*** Dataset records ***
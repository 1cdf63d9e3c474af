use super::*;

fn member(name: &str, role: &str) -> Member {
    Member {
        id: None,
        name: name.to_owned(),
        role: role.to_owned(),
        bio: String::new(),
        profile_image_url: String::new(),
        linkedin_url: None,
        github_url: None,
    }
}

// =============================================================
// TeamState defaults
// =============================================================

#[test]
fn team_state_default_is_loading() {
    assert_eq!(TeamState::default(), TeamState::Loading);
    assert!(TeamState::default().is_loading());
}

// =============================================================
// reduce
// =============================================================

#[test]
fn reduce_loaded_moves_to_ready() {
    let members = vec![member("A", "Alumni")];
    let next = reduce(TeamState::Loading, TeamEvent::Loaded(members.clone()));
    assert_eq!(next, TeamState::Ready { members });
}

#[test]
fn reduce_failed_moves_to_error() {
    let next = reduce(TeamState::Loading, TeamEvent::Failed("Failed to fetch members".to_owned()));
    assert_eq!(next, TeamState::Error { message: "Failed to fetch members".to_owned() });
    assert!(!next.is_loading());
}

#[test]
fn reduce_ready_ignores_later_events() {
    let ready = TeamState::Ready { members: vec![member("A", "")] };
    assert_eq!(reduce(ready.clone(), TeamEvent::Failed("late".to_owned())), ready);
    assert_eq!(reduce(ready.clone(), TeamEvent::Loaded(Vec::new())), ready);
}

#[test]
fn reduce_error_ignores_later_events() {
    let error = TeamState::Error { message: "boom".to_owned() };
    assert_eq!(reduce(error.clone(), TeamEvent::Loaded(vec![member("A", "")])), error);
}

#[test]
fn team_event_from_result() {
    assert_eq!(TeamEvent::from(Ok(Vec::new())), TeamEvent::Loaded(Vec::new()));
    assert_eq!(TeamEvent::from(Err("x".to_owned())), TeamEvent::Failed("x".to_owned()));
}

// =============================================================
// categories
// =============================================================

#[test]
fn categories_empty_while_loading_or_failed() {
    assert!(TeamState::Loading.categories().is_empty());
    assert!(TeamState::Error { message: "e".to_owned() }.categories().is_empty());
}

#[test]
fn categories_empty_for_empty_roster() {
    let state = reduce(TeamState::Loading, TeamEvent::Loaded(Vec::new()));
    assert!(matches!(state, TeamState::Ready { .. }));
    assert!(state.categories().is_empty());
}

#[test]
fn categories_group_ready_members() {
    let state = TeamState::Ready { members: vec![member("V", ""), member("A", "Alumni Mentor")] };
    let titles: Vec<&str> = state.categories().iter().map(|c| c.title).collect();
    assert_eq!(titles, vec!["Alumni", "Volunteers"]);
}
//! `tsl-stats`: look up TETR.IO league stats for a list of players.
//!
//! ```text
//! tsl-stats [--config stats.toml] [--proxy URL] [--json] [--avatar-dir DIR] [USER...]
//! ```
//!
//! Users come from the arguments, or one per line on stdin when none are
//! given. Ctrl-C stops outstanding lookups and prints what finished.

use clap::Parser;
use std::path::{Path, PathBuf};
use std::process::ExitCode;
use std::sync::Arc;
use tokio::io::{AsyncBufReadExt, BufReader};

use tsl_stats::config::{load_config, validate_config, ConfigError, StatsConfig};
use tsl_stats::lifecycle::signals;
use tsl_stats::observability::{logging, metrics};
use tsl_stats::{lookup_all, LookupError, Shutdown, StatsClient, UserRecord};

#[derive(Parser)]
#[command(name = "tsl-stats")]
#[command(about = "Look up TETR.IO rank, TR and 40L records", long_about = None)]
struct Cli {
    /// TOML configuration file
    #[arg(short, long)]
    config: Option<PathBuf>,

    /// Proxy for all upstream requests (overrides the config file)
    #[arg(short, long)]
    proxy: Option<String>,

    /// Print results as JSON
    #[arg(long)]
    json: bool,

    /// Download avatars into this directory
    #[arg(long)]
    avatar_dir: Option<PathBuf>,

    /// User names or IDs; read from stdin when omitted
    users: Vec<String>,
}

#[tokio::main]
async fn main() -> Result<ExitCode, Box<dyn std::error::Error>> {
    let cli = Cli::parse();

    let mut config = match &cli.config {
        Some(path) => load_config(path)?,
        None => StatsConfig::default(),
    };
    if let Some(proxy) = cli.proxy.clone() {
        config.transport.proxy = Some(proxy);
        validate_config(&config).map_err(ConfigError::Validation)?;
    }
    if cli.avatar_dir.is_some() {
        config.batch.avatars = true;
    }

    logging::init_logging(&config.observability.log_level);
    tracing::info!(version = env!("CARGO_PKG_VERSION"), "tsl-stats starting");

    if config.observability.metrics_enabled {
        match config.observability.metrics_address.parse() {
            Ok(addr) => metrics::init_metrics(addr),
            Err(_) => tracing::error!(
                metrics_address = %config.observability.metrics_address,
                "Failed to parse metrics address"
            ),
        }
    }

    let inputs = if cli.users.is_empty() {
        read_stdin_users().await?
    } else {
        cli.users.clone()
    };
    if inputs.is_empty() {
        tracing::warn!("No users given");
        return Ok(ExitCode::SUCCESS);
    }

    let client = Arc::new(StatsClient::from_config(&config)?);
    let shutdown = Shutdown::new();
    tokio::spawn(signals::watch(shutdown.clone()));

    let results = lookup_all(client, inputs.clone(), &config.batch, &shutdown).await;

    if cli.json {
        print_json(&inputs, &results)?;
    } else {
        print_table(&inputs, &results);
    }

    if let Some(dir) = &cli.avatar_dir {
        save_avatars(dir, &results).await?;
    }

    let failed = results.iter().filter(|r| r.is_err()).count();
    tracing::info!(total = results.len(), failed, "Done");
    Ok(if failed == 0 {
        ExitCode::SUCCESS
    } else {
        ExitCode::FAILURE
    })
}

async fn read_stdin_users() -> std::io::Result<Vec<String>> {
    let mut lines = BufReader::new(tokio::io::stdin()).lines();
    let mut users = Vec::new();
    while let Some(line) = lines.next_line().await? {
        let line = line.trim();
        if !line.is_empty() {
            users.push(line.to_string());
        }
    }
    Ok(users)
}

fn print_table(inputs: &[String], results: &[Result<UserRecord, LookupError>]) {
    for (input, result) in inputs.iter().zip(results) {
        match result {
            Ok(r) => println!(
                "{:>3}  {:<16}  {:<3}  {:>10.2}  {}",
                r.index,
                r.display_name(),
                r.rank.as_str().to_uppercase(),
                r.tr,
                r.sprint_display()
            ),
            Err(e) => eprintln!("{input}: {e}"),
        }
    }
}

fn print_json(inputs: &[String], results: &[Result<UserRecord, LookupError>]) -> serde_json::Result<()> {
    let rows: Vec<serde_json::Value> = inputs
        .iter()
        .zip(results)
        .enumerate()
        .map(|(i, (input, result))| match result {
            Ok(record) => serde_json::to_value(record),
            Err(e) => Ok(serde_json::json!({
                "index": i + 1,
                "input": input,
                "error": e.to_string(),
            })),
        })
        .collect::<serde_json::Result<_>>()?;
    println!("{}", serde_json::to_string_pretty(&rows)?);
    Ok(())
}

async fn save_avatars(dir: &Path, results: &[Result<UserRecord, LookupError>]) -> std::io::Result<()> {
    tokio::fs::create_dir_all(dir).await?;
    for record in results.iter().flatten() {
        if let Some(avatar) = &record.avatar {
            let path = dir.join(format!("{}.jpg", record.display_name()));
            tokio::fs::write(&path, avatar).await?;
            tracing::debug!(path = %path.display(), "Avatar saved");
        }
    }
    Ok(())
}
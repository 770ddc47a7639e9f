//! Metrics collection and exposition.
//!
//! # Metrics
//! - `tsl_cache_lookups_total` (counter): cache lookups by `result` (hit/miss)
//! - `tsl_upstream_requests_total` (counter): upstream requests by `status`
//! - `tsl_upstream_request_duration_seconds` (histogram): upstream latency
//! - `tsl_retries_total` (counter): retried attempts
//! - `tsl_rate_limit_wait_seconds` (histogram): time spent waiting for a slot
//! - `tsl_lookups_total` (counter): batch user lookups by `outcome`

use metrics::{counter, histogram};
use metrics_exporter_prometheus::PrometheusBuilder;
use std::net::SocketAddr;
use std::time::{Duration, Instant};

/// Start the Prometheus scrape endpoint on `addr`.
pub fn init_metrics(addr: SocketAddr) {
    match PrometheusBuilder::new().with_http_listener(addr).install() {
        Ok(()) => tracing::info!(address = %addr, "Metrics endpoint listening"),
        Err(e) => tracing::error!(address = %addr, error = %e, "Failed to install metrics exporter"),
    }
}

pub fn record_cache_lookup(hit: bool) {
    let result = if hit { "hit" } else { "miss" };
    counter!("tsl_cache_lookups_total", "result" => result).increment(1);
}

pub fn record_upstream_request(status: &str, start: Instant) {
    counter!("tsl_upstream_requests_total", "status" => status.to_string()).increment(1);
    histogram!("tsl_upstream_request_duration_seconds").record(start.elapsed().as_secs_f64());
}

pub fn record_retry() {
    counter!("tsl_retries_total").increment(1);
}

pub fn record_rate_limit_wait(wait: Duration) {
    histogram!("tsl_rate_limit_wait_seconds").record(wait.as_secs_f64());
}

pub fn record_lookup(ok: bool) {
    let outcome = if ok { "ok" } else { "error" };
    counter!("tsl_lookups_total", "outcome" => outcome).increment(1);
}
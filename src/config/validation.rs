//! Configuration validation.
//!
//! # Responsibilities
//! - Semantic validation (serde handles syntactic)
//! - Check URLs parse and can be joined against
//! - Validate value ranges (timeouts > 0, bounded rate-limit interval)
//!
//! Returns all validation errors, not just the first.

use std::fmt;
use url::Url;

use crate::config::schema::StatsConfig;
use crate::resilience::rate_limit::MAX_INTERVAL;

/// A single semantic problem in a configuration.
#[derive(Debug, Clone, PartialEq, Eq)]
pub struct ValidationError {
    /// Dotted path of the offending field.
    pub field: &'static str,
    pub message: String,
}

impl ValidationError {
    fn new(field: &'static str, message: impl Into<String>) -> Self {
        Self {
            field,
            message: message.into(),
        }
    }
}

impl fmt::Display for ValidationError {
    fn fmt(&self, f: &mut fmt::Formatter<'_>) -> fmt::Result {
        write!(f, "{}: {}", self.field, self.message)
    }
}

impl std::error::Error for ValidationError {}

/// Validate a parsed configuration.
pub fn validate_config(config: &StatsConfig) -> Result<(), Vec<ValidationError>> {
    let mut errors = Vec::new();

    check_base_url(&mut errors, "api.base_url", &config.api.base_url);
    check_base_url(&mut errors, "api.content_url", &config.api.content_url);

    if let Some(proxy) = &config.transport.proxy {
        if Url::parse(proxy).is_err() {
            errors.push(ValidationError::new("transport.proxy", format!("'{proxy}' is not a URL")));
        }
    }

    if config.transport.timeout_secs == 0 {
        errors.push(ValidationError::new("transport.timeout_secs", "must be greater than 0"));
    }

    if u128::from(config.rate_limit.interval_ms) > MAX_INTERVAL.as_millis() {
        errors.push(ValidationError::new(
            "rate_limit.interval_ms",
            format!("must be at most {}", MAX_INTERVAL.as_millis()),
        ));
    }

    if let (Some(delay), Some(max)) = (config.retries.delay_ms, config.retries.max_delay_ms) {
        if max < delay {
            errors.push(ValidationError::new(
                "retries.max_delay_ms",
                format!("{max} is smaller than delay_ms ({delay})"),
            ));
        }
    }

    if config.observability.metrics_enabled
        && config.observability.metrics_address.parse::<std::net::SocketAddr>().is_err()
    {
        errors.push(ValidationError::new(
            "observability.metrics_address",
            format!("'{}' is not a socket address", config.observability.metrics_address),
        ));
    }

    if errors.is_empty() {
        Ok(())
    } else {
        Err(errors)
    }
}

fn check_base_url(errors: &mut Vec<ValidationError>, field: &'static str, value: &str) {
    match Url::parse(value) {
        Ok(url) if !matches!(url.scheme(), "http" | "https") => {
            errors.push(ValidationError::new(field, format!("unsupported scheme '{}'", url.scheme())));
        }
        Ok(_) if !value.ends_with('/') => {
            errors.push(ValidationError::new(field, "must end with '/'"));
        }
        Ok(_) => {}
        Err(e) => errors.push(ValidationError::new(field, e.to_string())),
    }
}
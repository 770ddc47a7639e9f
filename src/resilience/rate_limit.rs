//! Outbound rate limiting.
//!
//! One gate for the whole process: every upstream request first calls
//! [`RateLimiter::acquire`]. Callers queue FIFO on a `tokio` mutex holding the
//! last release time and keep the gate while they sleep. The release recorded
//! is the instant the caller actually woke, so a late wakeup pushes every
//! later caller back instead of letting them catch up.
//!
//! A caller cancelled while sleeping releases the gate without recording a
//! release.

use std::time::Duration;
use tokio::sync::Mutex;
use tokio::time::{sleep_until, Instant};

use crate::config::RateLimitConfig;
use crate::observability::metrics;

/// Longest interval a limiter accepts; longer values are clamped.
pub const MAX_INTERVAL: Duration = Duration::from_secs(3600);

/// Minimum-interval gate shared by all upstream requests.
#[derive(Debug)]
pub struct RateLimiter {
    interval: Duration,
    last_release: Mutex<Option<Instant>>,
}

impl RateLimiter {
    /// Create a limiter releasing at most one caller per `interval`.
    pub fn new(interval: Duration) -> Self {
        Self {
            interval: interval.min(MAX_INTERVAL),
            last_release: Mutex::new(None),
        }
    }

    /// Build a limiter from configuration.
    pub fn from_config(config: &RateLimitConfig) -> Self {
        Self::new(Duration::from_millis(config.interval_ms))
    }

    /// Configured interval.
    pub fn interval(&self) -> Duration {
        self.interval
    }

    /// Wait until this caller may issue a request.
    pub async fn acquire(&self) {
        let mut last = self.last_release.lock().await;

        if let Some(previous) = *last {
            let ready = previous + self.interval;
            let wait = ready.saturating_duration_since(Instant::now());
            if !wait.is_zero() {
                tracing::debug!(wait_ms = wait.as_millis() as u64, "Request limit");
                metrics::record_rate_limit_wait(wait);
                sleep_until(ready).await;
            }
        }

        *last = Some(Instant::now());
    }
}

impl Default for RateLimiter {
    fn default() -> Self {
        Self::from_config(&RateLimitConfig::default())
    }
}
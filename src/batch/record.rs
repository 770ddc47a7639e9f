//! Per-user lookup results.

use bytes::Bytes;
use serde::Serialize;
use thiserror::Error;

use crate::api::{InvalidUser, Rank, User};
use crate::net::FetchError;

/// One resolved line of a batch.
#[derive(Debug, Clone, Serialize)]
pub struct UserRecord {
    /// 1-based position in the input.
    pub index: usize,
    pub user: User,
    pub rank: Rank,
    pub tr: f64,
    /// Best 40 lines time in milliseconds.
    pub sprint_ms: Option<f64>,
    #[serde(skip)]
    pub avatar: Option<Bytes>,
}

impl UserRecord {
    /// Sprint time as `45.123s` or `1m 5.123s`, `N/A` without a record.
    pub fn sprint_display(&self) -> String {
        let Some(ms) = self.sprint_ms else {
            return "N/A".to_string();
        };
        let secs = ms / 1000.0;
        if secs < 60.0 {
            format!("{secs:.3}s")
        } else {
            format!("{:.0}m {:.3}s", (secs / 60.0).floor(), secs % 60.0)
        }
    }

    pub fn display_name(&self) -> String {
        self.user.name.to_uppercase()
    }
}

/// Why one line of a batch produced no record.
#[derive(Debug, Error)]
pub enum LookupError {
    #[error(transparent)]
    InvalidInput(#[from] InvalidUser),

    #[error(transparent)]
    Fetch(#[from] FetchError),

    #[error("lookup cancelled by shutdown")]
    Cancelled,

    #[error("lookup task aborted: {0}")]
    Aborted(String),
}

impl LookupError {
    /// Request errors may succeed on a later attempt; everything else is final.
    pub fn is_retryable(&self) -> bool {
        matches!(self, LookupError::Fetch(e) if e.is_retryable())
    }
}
*** End of Dataset records ***
→ Problem details: Give back the records above exactly, limited to the lines between the one holding "#[derive(Debug, Clone, PartialEq, Eq)]" and the one holding "impl std::error::Error for", inclusive.

→ Finished task:
#[derive(Debug, Clone, PartialEq, Eq)]
pub struct ValidationError {
    /// Dotted path of the offending field.
    pub field: &'static str,
    pub message: String,
}

impl ValidationError {
    fn new(field: &'static str, message: impl Into<String>) -> Self {
        Self {
            field,
            message: message.into(),
        }
    }
}

impl fmt::Display for ValidationError {
    fn fmt(&self, f: &mut fmt::Formatter<'_>) -> fmt::Result {
        write!(f, "{}: {}", self.field, self.message)
    }
}

impl std::error::Error for ValidationError {}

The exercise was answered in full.